[Task details]: Which lines below contain the word "ApiError"? Copy each of them.

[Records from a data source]

use log::info;

use super::{
    client::ApiClient,
    error::ApiError,
    types::{LoginRequest, RegisterRequest, SessionIdentity},
};

impl ApiClient {
    /// `POST /auth/login`. The caller decides what to do with the identity.
    pub async fn login(&self, request: &LoginRequest) -> Result<SessionIdentity, ApiError> {
        let url = self.endpoint("/auth/login").await;
        let response = self
            .send(self.http_client().post(url).json(request))
            .await?;
        let identity: SessionIdentity = Self::parse_json(response).await?;
        info!("logged in as user {}", identity.id);
        Ok(identity)
    }

    /// `POST /auth/register`. Success carries no body.
    pub async fn register(&self, request: &RegisterRequest) -> Result<(), ApiError> {
        let url = self.endpoint("/auth/register").await;
        self.send(self.http_client().post(url).json(request))
            .await?;
        Ok(())
    }
}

[Written solution]:
    error::ApiError,
    pub async fn login(&self, request: &LoginRequest) -> Result<SessionIdentity, ApiError> {
    pub async fn register(&self, request: &RegisterRequest) -> Result<(), ApiError> {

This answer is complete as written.